CVE-2026-53923 — vLLM GGUF Dequantization Bug Leaks GPU Memory Between Tenants
AI relevance: Multi-tenant vLLM inference clusters risk cross-tenant GPU memory leakage when a GGUF dequantization kernel truncates tensor dimensions and overflows a device buffer.
What Happened
- CVE-2026-53923 affects vLLM versions 0.5.5 through 0.23.1rc0 — a wide range covering most production GGUF-serving deployments.
- The bug sits in the GGUF dequantization kernels: tensor dimension values are integer-truncated before being used to size GPU buffer allocations.
- A crafted GGUF model with inflated dimension metadata causes the kernel to allocate a smaller buffer than the dequantization write requires, producing a heap-based buffer overflow on the GPU.
- The overflow exposes uninitialized GPU memory from prior operations — which in a multi-tenant setup may contain embeddings, prompt activations, or API tokens from other users' inference requests.

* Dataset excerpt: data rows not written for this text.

//! Process configuration read from the environment.

use std::{env, fmt::Display, str::FromStr};

use thiserror::Error;
use tracing::{debug, info};

const DEFAULT_DATABASE_URL: &str = "sqlite://recipes.db";
const DEFAULT_HOST: &str = "127.0.0.1";
const DEFAULT_PORT: u16 = 3001;
const DEFAULT_SEARCH_INDEX: &str = "posts";
const DEFAULT_FEED_PAGE_SIZE: usize = 25;

#[derive(Debug, Error, PartialEq, Eq)]
pub enum ConfigError {
    #[error("{0} must be set")]
    Missing(&'static str),
    #[error("invalid {key}: {message}")]
    Invalid { key: &'static str, message: String },
}

/// Credentials for the hosted search service. Absent when search is not configured.
#[derive(Debug, Clone, PartialEq, Eq)]
pub struct SearchConfig {
    pub app_id: String,
    pub api_key: String,
    pub index: String,
}

#[derive(Debug, Clone, PartialEq, Eq)]
pub struct Config {
    pub database_url: String,
    pub host: String,
    pub port: u16,
    pub session_secret: String,
    pub search: Option<SearchConfig>,
    pub feed_page_size: usize,
}

impl Config {
    pub fn load() -> Result<Self, ConfigError> {
        Self::from_lookup(|key| env::var(key).ok())
    }

    /// Build a config from any key lookup; `load` uses the process environment.
    pub fn from_lookup(lookup: impl Fn(&str) -> Option<String>) -> Result<Self, ConfigError> {
        let var = |key: &str| lookup(key).filter(|value| !value.trim().is_empty());

        let session_secret = var("SESSION_SECRET").ok_or(ConfigError::Missing("SESSION_SECRET"))?;

        let search = match (var("SEARCH_APP_ID"), var("SEARCH_API_KEY")) {
            (Some(app_id), Some(api_key)) => Some(SearchConfig {
                app_id,
                api_key,
                index: var("SEARCH_INDEX").unwrap_or_else(|| DEFAULT_SEARCH_INDEX.to_string()),
            }),
            (None, None) => {
                info!("SEARCH_APP_ID and SEARCH_API_KEY not set, search keys disabled");
                None
            }
            (Some(_), None) => return Err(ConfigError::Missing("SEARCH_API_KEY")),
            (None, Some(_)) => return Err(ConfigError::Missing("SEARCH_APP_ID")),
        };

        let feed_page_size: usize = parse_or("FEED_PAGE_SIZE", var("FEED_PAGE_SIZE"), DEFAULT_FEED_PAGE_SIZE)?;
        if feed_page_size == 0 {
            return Err(ConfigError::Invalid {
                key: "FEED_PAGE_SIZE",
                message: "must be at least 1".to_string(),
            });
        }

        Ok(Self {
            database_url: var("DATABASE_URL").unwrap_or_else(|| DEFAULT_DATABASE_URL.to_string()),
            host: var("HOST").unwrap_or_else(|| DEFAULT_HOST.to_string()),
            port: parse_or("PORT", var("PORT"), DEFAULT_PORT)?,
            session_secret,
            search,
            feed_page_size,
        })
    }

    pub fn bind_address(&self) -> String {
        format!("{}:{}", self.host, self.port)
    }
}

fn parse_or<T>(key: &'static str, value: Option<String>, default: T) -> Result<T, ConfigError>
where
    T: FromStr + Display,
    T::Err: Display,
{
    match value {
        Some(raw) => raw.trim().parse().map_err(|e: T::Err| ConfigError::Invalid {
            key,
            message: e.to_string(),
        }),
        None => {
            debug!("{key} not set, using default: {default}");
            Ok(default)
        }
    }
}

- No remote code execution on the host CPU has been demonstrated through this path alone, but the information leak is the primary risk in shared inference clusters.
- vLLM patched the issue in version 0.23.1rc0 by widening the dimension type before allocation sizing.
Why It Matters
vLLM is the dominant open-source inference engine for serving open-weight models at scale. Many providers run it in multi-tenant configurations — sharing a single GPU across multiple customers or workloads. The GGUF format is the standard for quantized model distribution (llama.cpp ecosystem). A malicious model publisher can craft a GGUF file that triggers the overflow on any vulnerable vLLM instance that loads it. The leaked memory may contain fragments of other tenants' prompts, completions, or loaded model weights — a direct confidentiality breach in shared inference infrastructure.
What to Do
- Upgrade immediately to vLLM ≥ 0.23.1rc0. This is the only fix.
- Audit GGUF model sources — only load models from trusted publishers with verified checksums. Treat any untrusted GGUF file as potentially weaponized.
- Isolate tenants — if you run multi-tenant vLLM, enforce per-tenant GPU partitioning (MIG, MPS, or separate containers) to limit blast radius.
- Monitor GPU error logs for dequantization failures, OOM errors on unexpectedly small allocations, or CUDA memory violations — these may indicate exploitation attempts.